The Legion RHK maintains the system benefits of the Legion condylar constrained knee (Legion CCK) yet offering the increased stability, but rotational stress-shielding of a rotating hinge design. Thankfully the ability to offset stem and tibial and femoral components is retained.
This case highlights instability post knee arthroplasty, a situation which is not infrequently contributed to, or caused, by primary implant malalignment.
Whenever a total knee replacement(TKR) starts to fail the patient usually complains of pain, swelling, instability or stiffness. Infection however must always be considered as prosthetic joint infection counts for a substantial percentage of all revision knee replacements, approximately 30%. In this case however there were no reasons to suspect infection and the investigations were standard for revision TKR, including plain radiography and CT scanning. Basic blood tests are performed prior to revision replacement including full blood count, urea electrolytes and creatinine, liver function, group and save and of course a CRP. As the CRP was normal, no aspiration was performed prior to revision, but sampling in Oxford manner was of course performed with 1 fluid and 5 tissue specimens in addition to histology sampling.
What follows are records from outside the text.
//! HTTP request client for the hiring-platform API.
//!
//! Every call returns `Result<T, ApiError>`. Non-success responses are
//! normalized into a single message extracted from the error body.

use reqwest::StatusCode;
use serde::Serialize;
use serde::de::DeserializeOwned;
use std::time::Duration;

use crate::config::ClientConfig;
use crate::error::ApiError;
use crate::types::{
    ActionResponse, CandidateStatusResponse, ChatHistory, ChatMessage, ChatResponse,
    DashboardResponse, EnrichmentStatusResponse, FullCandidateResponse, HealthResponse,
    InterviewReadinessResponse, JobId, JobProfileResponse, JobResponse, PersonCreate,
    PersonExtend, PersonId, PersonResponse,
};

/// Path builders for every endpoint, relative to the base URL.
pub mod endpoints {
    use crate::types::{JobId, PersonId};

    pub fn health() -> String {
        "/health".to_string()
    }
    pub fn jobs() -> String {
        "/jobs".to_string()
    }
    pub fn create_person() -> String {
        "/person".to_string()
    }
    pub fn extend_person(id: PersonId) -> String {
        format!("/person/{}/extend", id)
    }
    pub fn enrichment_status(id: PersonId) -> String {
        format!("/person/{}/enrichment-status", id)
    }
    pub fn start_chat(id: PersonId) -> String {
        format!("/chat/{}/start", id)
    }
    pub fn chat(id: PersonId) -> String {
        format!("/chat/{}", id)
    }
    pub fn chat_history(id: PersonId) -> String {
        format!("/chat/{}/history", id)
    }
    pub fn dashboard(job_id: JobId, include_borderline: bool) -> String {
        format!("/dashboard/{}?include_borderline={}", job_id, include_borderline)
    }
    pub fn candidate(id: PersonId) -> String {
        format!("/candidate/{}/full", id)
    }
    pub fn candidate_status(id: PersonId) -> String {
        format!("/candidate/{}/status", id)
    }
    pub fn trigger_enrichment(id: PersonId) -> String {
        format!("/candidate/{}/trigger-enrichment", id)
    }
    pub fn interview_readiness(id: PersonId) -> String {
        format!("/candidate/{}/interview-readiness", id)
    }
    pub fn prepare_interview(id: PersonId, force: bool) -> String {
        format!("/candidate/{}/prepare-interview?force={}", id, force)
    }
    pub fn scoring_analysis(id: PersonId) -> String {
        format!("/candidate/{}/scoring-analysis", id)
    }
    pub fn job_profile(job_id: JobId) -> String {
        format!("/job-profile/{}", job_id)
    }
    pub fn job_profile_context(job_id: JobId) -> String {
        format!("/job-profile/{}/context", job_id)
    }
    pub fn job_skills_analysis(job_id: JobId) -> String {
        format!("/job-profile/{}/skills-analysis", job_id)
    }
    pub fn social_intelligence(id: PersonId) -> String {
        format!("/insights/{}/social-intelligence", id)
    }
    pub fn professional_summary(id: PersonId) -> String {
        format!("/insights/{}/professional-summary", id)
    }
    pub fn hr_recommendations(id: PersonId) -> String {
        format!("/insights/{}/hr-recommendations", id)
    }
    pub fn refresh_enrichment(id: PersonId) -> String {
        format!("/insights/{}/refresh-enrichment", id)
    }
}

#[derive(Clone)]
pub struct ApiClient {
    client: reqwest::Client,
    base_url: String,
}

impl ApiClient {
    pub fn new(config: &ClientConfig) -> Result<Self, ApiError> {
        let client = reqwest::Client::builder()
            .timeout(Duration::from_millis(config.request_timeout_ms))
            .build()
            .map_err(|e| ApiError::network(format!("failed to build HTTP client: {}", e)))?;
        Ok(Self::with_client(client, &config.base_url))
    }

    /// Use an existing `reqwest::Client`.
    pub fn with_client(client: reqwest::Client, base_url: &str) -> Self {
        ApiClient {
            client,
            base_url: base_url.trim_end_matches('/').to_string(),
        }
    }

    pub fn base_url(&self) -> &str {
        &self.base_url
    }

    pub async fn health(&self) -> Result<HealthResponse, ApiError> {
        self.get_json(&endpoints::health()).await
    }

    pub async fn jobs(&self) -> Result<Vec<JobResponse>, ApiError> {
        self.get_json(&endpoints::jobs()).await
    }

    pub async fn create_person(&self, person: &PersonCreate) -> Result<PersonResponse, ApiError> {
        self.post_json(&endpoints::create_person(), Some(person)).await
    }

    pub async fn extend_person(
        &self,
        person_id: PersonId,
        data: &PersonExtend,
    ) -> Result<PersonResponse, ApiError> {
        self.post_json(&endpoints::extend_person(person_id), Some(data))
            .await
    }

    pub async fn enrichment_status(
        &self,
        person_id: PersonId,
    ) -> Result<EnrichmentStatusResponse, ApiError> {
        self.get_json(&endpoints::enrichment_status(person_id)).await
    }

    pub async fn start_chat(&self, person_id: PersonId) -> Result<ChatResponse, ApiError> {
        self.post_json::<_, ()>(&endpoints::start_chat(person_id), None)
            .await
    }

    pub async fn send_message(
        &self,
        person_id: PersonId,
        message: &str,
    ) -> Result<ChatResponse, ApiError> {
        let body = ChatMessage {
            message: message.to_string(),
        };
        self.post_json(&endpoints::chat(person_id), Some(&body)).await
    }

    pub async fn chat_history(&self, person_id: PersonId) -> Result<ChatHistory, ApiError> {
        self.get_json(&endpoints::chat_history(person_id)).await
    }

    pub async fn dashboard(
        &self,
        job_id: JobId,
        include_borderline: bool,
    ) -> Result<DashboardResponse, ApiError> {
        self.get_json(&endpoints::dashboard(job_id, include_borderline))
            .await
    }

    pub async fn candidate(&self, person_id: PersonId) -> Result<FullCandidateResponse, ApiError> {
        self.get_json(&endpoints::candidate(person_id)).await
    }

    pub async fn candidate_status(
        &self,
        person_id: PersonId,
    ) -> Result<CandidateStatusResponse, ApiError> {
        self.get_json(&endpoints::candidate_status(person_id)).await
    }

    pub async fn trigger_enrichment(&self, person_id: PersonId) -> Result<ActionResponse, ApiError> {
        self.post_json::<_, ()>(&endpoints::trigger_enrichment(person_id), None)
            .await
    }

    pub async fn interview_readiness(
        &self,
        person_id: PersonId,
    ) -> Result<InterviewReadinessResponse, ApiError> {
        self.get_json(&endpoints::interview_readiness(person_id))
            .await
    }

    pub async fn prepare_interview(
        &self,
        person_id: PersonId,
        force: bool,
    ) -> Result<ActionResponse, ApiError> {
        self.post_json::<_, ()>(&endpoints::prepare_interview(person_id, force), None)
            .await
    }

    pub async fn scoring_analysis(&self, person_id: PersonId) -> Result<serde_json::Value, ApiError> {
        self.get_json(&endpoints::scoring_analysis(person_id)).await
    }

    pub async fn job_profile(&self, job_id: JobId) -> Result<JobProfileResponse, ApiError> {
        self.get_json(&endpoints::job_profile(job_id)).await
    }

    pub async fn job_profile_context(&self, job_id: JobId) -> Result<serde_json::Value, ApiError> {
        self.get_json(&endpoints::job_profile_context(job_id)).await
    }

    pub async fn job_skills_analysis(&self, job_id: JobId) -> Result<serde_json::Value, ApiError> {
        self.get_json(&endpoints::job_skills_analysis(job_id)).await
    }

    pub async fn social_intelligence(&self, person_id: PersonId) -> Result<serde_json::Value, ApiError> {
        self.get_json(&endpoints::social_intelligence(person_id))
            .await
    }

    pub async fn professional_summary(
        &self,
        person_id: PersonId,
    ) -> Result<serde_json::Value, ApiError> {
        self.get_json(&endpoints::professional_summary(person_id))
            .await
    }

    pub async fn hr_recommendations(&self, person_id: PersonId) -> Result<serde_json::Value, ApiError> {
        self.get_json(&endpoints::hr_recommendations(person_id))
            .await
    }

    pub async fn refresh_enrichment(&self, person_id: PersonId) -> Result<ActionResponse, ApiError> {
        self.post_json::<_, ()>(&endpoints::refresh_enrichment(person_id), None)
            .await
    }

    async fn get_json<T>(&self, path: &str) -> Result<T, ApiError>
    where
        T: DeserializeOwned,
    {
        let url = format!("{}{}", self.base_url, path);
        let response = self.client.get(url).send().await.map_err(|e| {
            tracing::error!(target: "hire_query::client", path, error = %e, "request failed");
            ApiError::from(e)
        })?;
        parse_response(path, response).await
    }

    async fn post_json<T, B>(&self, path: &str, body: Option<&B>) -> Result<T, ApiError>
    where
        T: DeserializeOwned,
        B: Serialize + ?Sized,
    {
        let url = format!("{}{}", self.base_url, path);
        let mut request = self.client.post(url);
        if let Some(body) = body {
            request = request.json(body);
        }
        let response = request.send().await.map_err(|e| {
            tracing::error!(target: "hire_query::client", path, error = %e, "request failed");
            ApiError::from(e)
        })?;
        parse_response(path, response).await
    }
}

async fn parse_response<T: DeserializeOwned>(
    path: &str,
    response: reqwest::Response,
) -> Result<T, ApiError> {
    let status = response.status();
    let text = response.text().await.map_err(ApiError::from)?;
    if status.is_success() {
        return serde_json::from_str(&text).map_err(|e| {
            tracing::error!(target: "hire_query::client", path, error = %e, "undecodable response body");
            ApiError::from(e)
        });
    }
    let err = ApiError::from_status(status.as_u16(), error_message(status, &text));
    tracing::error!(target: "hire_query::client", path, error = %err, "request rejected");
    Err(err)
}

/// Extract a human-readable message from an error body.
///
/// Tries the JSON fields `detail`, `error` and `message` in that order, then
/// the raw body, then the status line.
pub fn error_message(status: StatusCode, body: &str) -> String {
    if let Ok(serde_json::Value::Object(fields)) = serde_json::from_str::<serde_json::Value>(body) {
        for field in ["detail", "error", "message"] {
            match fields.get(field) {
                Some(serde_json::Value::String(message)) if !message.is_empty() => {
                    return message.clone();
                }
                Some(value @ (serde_json::Value::Array(_) | serde_json::Value::Object(_))) => {
                    return value.to_string();
                }
                _ => {}
            }
        }
    }
    let body = body.trim();
    if !body.is_empty() {
        return body.to_string();
    }
    format!(
        "HTTP {} {}",
        status.as_u16(),
        status.canonical_reason().unwrap_or("")
    )
    .trim_end()
    .to_string()
}

#[cfg(test)]
mod tests {
    use super::*;

    #[test]
    fn test_error_message_prefers_detail() {
        let body = r#"{"error": "Bad", "detail": "Person 9 not found"}"#;
        assert_eq!(error_message(StatusCode::NOT_FOUND, body), "Person 9 not found");
    }

    #[test]
    fn test_error_message_falls_back_to_error_then_message() {
        assert_eq!(
            error_message(StatusCode::BAD_REQUEST, r#"{"error": "invalid email"}"#),
            "invalid email"
        );
        assert_eq!(
            error_message(StatusCode::BAD_REQUEST, r#"{"message": "nope"}"#),
            "nope"
        );
    }

    #[test]
    fn test_error_message_structured_detail() {
        let body = r#"{"detail": [{"loc": ["body", "email"], "msg": "field required"}]}"#;
        assert!(error_message(StatusCode::UNPROCESSABLE_ENTITY, body).contains("field required"));
    }

    #[test]
    fn test_error_message_raw_text_and_status_line() {
        assert_eq!(
            error_message(StatusCode::BAD_GATEWAY, "upstream timeout"),
            "upstream timeout"
        );
        assert_eq!(
            error_message(StatusCode::SERVICE_UNAVAILABLE, ""),
            "HTTP 503 Service Unavailable"
        );
    }

    #[test]
    fn test_endpoint_paths() {
        assert_eq!(endpoints::dashboard(4, true), "/dashboard/4?include_borderline=true");
        assert_eq!(
            endpoints::prepare_interview(2, false),
            "/candidate/2/prepare-interview?force=false"
        );
        assert_eq!(endpoints::enrichment_status(8), "/person/8/enrichment-status");
    }

    #[test]
    fn test_base_url_trailing_slash_trimmed() {
        let client = ApiClient::with_client(reqwest::Client::new(), "http://localhost:8000/");
        assert_eq!(client.base_url(), "http://localhost:8000");
    }
}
This is the case of an 84 year old lady who had achieved an excellent result following right TKR, but continued to deteriorate following left TKR. The development of pain or swelling in a previously happy TKR should be a warning sign for all, but similarly if a patient can achieve a good result on one side, there is likely to be a cause why the new painful TKR is problematic. Approximately 15-20% of patients after a total knee replacement will have some degree of pain, but this certainly does not mean they should be revised. Instead a diagnosis needs to be worked out and only if this fits with the patient symptoms and there is a surgical solution to correct the technical problem without compromising the patient should revision TKR be performed.
In this technique I will focus on the reconstruction technique using the Legion Rotating Hinged Knee (RHK). However there are also more general points and important principles in revision knee surgery which this case and technique illustrate.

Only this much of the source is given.